3. MACRO MODE Best for subjects smaller than your hand. Takes a shallow depth of field to focus on the subject. Works best in good lighting & with a tripod.
4. LANDSCAPE MODE Usually this mode uses a small aperture to create focus from front to back of the landscape photo. Works best in good lighting conditions – no flash needed.
5. SPORTS MODE Uses faster shutter speeds in order to capture fast-paced movement associated with sports. Works well in good lighting and continuous shooting mode.
6. NIGHT PORTRAIT MODE Balances dark background with lighting your foreground subject. Sometimes the flash will double-fire to compensate.
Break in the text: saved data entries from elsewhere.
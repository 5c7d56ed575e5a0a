use anyhow::Result;
use crossterm::event::{KeyCode, KeyEvent, KeyModifiers, MouseEvent, MouseEventKind};
use ratatui::layout::Rect;

use crate::app::{App, FocusPane, InputMode};
use crate::tui::AppEvent;

/// Convert a character index to a byte index for UTF-8 safe string edits.
fn char_to_byte_index(s: &str, char_idx: usize) -> usize {
    s.char_indices()
        .nth(char_idx)
        .map(|(i, _)| i)
        .unwrap_or(s.len())
}

pub async fn handle_event(app: &mut App, event: AppEvent) -> Result<()> {
    match event {
        AppEvent::Key(key) => handle_key(app, key),
        AppEvent::Mouse(mouse) => handle_mouse(app, mouse),
        AppEvent::Resize(_, _) => {}
        AppEvent::Tick => {
            app.tick_animation();
            app.poll_background_tasks().await;
        }
    }
    Ok(())
}

fn handle_key(app: &mut App, key: KeyEvent) {
    // Quits from any mode
    if key.code == KeyCode::Char('c') && key.modifiers.contains(KeyModifiers::CONTROL) {
        app.should_quit = true;
        return;
    }

    match app.input_mode {
        InputMode::Normal => handle_normal_key(app, key),
        InputMode::Editing => handle_editing_key(app, key),
    }
}

fn handle_normal_key(app: &mut App, key: KeyEvent) {
    match key.code {
        KeyCode::Char('q') => app.should_quit = true,

        KeyCode::Char('i') | KeyCode::Char('/') => {
            app.focus = FocusPane::Input;
            app.input_mode = InputMode::Editing;
        }

        KeyCode::Tab => {
            app.focus = match app.focus {
                FocusPane::Transcript => FocusPane::Suggestions,
                FocusPane::Suggestions => FocusPane::Input,
                FocusPane::Input => FocusPane::Transcript,
            };
        }

        KeyCode::Char('j') | KeyCode::Down => match app.focus {
            FocusPane::Transcript => app.scroll_transcript_down(1),
            FocusPane::Suggestions => app.suggestion_down(),
            FocusPane::Input => {}
        },
        KeyCode::Char('k') | KeyCode::Up => match app.focus {
            FocusPane::Transcript => app.scroll_transcript_up(1),
            FocusPane::Suggestions => app.suggestion_up(),
            FocusPane::Input => {}
        },

        KeyCode::Char('g') => {
            if app.focus == FocusPane::Transcript {
                app.jump_to_top();
            }
        }
        KeyCode::Char('G') => {
            if app.focus == FocusPane::Transcript {
                app.follow_bottom();
            }
        }

        KeyCode::Enter => match app.focus {
            FocusPane::Suggestions => app.use_selected_suggestion(),
            FocusPane::Input => app.input_mode = InputMode::Editing,
            FocusPane::Transcript => {}
        },

        // New chat, as in the original sidebar
        KeyCode::Char('r') => app.reset_conversation(),

        _ => {}
    }
}

fn handle_editing_key(app: &mut App, key: KeyEvent) {
    match key.code {
        KeyCode::Esc => {
            app.input_mode = InputMode::Normal;
        }
        KeyCode::Enter => {
            app.submit_input();
        }
        KeyCode::Backspace => {
            if app.input_cursor > 0 {
                app.input_cursor -= 1;
                let byte_pos = char_to_byte_index(&app.input, app.input_cursor);
                app.input.remove(byte_pos);
            }
        }
        KeyCode::Delete => {
            let char_count = app.input.chars().count();
            if app.input_cursor < char_count {
                let byte_pos = char_to_byte_index(&app.input, app.input_cursor);
                app.input.remove(byte_pos);
            }
        }
        KeyCode::Left => {
            app.input_cursor = app.input_cursor.saturating_sub(1);
        }
        KeyCode::Right => {
            let char_count = app.input.chars().count();
            app.input_cursor = (app.input_cursor + 1).min(char_count);
        }
        KeyCode::Home => {
            app.input_cursor = 0;
        }
        KeyCode::End => {
            app.input_cursor = app.input.chars().count();
        }
        KeyCode::Char(c) => {
            let byte_pos = char_to_byte_index(&app.input, app.input_cursor);
            app.input.insert(byte_pos, c);
            app.input_cursor += 1;
        }
        _ => {}
    }
}

fn handle_mouse(app: &mut App, mouse: MouseEvent) {
    let x = mouse.column;
    let y = mouse.row;

    // Position-based scrolling: the wheel acts on the pane under the cursor
    let in_transcript = app
        .transcript_area
        .map(|r| point_in_rect(x, y, r))
        .unwrap_or(false);
    let in_suggestions = app
        .suggestions_area
        .map(|r| point_in_rect(x, y, r))
        .unwrap_or(false);

    match mouse.kind {
        MouseEventKind::ScrollDown => {
            if in_transcript {
                app.scroll_transcript_down(3);
            } else if in_suggestions {
                app.suggestion_down();
            }
        }
        MouseEventKind::ScrollUp => {
            if in_transcript {
                app.scroll_transcript_up(3);
            } else if in_suggestions {
                app.suggestion_up();
            }
        }
        _ => {}
    }
}

fn point_in_rect(x: u16, y: u16, rect: Rect) -> bool {
    x >= rect.x && x < rect.x + rect.width && y >= rect.y && y < rect.y + rect.height
}

#[cfg(test)]
mod tests {
    use super::*;
    use crate::config::Config;
    use crate::session::Session;

    fn test_app() -> App {
        let config = Config {
            backend_url: None,
            api_token: Some("test-token".to_string()),
        };
        App::new(
            Session::resolve(&config).expect("token is present"),
            "http://127.0.0.1:1",
        )
    }

    fn press(code: KeyCode) -> KeyEvent {
        KeyEvent::new(code, KeyModifiers::NONE)
    }

    // ---- cursor math ----

    #[test]
    fn char_to_byte_index_handles_multibyte_text() {
        let text = "maïs über";
        assert_eq!(char_to_byte_index(text, 0), 0);
        assert_eq!(char_to_byte_index(text, 2), 2); // before 'ï' (2 bytes)
        assert_eq!(char_to_byte_index(text, 3), 4); // after it
        assert_eq!(char_to_byte_index(text, 100), text.len());
    }

    // ---- editing mode ----

    #[tokio::test]
    async fn typing_inserts_at_the_cursor() {
        let mut app = test_app();
        app.input_mode = InputMode::Editing;

        for c in "mas".chars() {
            handle_editing_key(&mut app, press(KeyCode::Char(c)));
        }
        handle_editing_key(&mut app, press(KeyCode::Left));
        handle_editing_key(&mut app, press(KeyCode::Char('ï')));

        assert_eq!(app.input, "maïs");
        assert_eq!(app.input_cursor, 3);
    }

    #[tokio::test]
    async fn backspace_removes_the_char_before_the_cursor() {
        let mut app = test_app();
        app.input = "maïs".to_string();
        app.input_cursor = 3; // after 'ï'

        handle_editing_key(&mut app, press(KeyCode::Backspace));
        assert_eq!(app.input, "mas");
        assert_eq!(app.input_cursor, 2);
    }

    #[tokio::test]
    async fn escape_leaves_editing_without_submitting() {
        let mut app = test_app();
        app.input_mode = InputMode::Editing;
        app.input = "draft".to_string();

        handle_editing_key(&mut app, press(KeyCode::Esc));
        assert_eq!(app.input_mode, InputMode::Normal);
        assert_eq!(app.input, "draft");
        assert!(app.pending_reply.is_none());
    }

    // ---- normal mode ----

    #[tokio::test]
    async fn tab_cycles_the_focus_panes() {
        let mut app = test_app();
        app.focus = FocusPane::Transcript;

        handle_normal_key(&mut app, press(KeyCode::Tab));
        assert_eq!(app.focus, FocusPane::Suggestions);
        handle_normal_key(&mut app, press(KeyCode::Tab));
        assert_eq!(app.focus, FocusPane::Input);
        handle_normal_key(&mut app, press(KeyCode::Tab));
        assert_eq!(app.focus, FocusPane::Transcript);
    }

    #[tokio::test]
    async fn enter_on_a_suggestion_fills_the_input() {
        let mut app = test_app();
        app.focus = FocusPane::Suggestions;

        handle_normal_key(&mut app, press(KeyCode::Enter));
        assert_eq!(app.input, crate::app::SUGGESTIONS[0]);
        assert_eq!(app.input_mode, InputMode::Editing);
    }
}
7. ADVANCED CAMERA MODES M (Manual) – allows the photographer to change every single setting; AV (Aperture-Priority) – allows the photographer to set the aperture value and the camera automatically sets the correct shutter speed; TV or S (Shutter Priority) – lets the photographer choose the shutter speed first (for example when shooting sports) and the camera automatically sets the correct aperture. P (Program mode) – similar to Auto mode - the shutter and aperture settings are determined by the camera, but the photographer can adjust the shooting and image-recording functions.
ISO ISO ratings determine the image sensor’s sensitivity to light. Lower ISO numbers produce crisper, more defined high resolution images. Higher ISO numbers work in lower light situations but appear more grainy.
SHUTTER SPEED The Shutter Speed indicates the speed in which the curtain opens then closes, and each shutter speed value also represents a “stop” of light. The shutter speed is measured in fractions of a second.
APERTURE The Aperture controls the lens’ diaphragm, which controls the amount of light traveling through the lens to the film plane. The aperture setting is indicated by the f-number, whereas each f-number represents a “stop” of light.
DEPTH OF FIELD larger aperture setting = shallower depth of field smaller aperture setting = deeper depth of field
DEPTH OF FIELD (EXAMPLE…)
EXPOSURE The exposure of a photo is determined by the ISO, Shutter Speed, and Aperture combined. Any change in any one of the three elements will have a measurable and specific impact on how the remaining two elements react to expose the film frame or image sensor and how the image ultimately looks.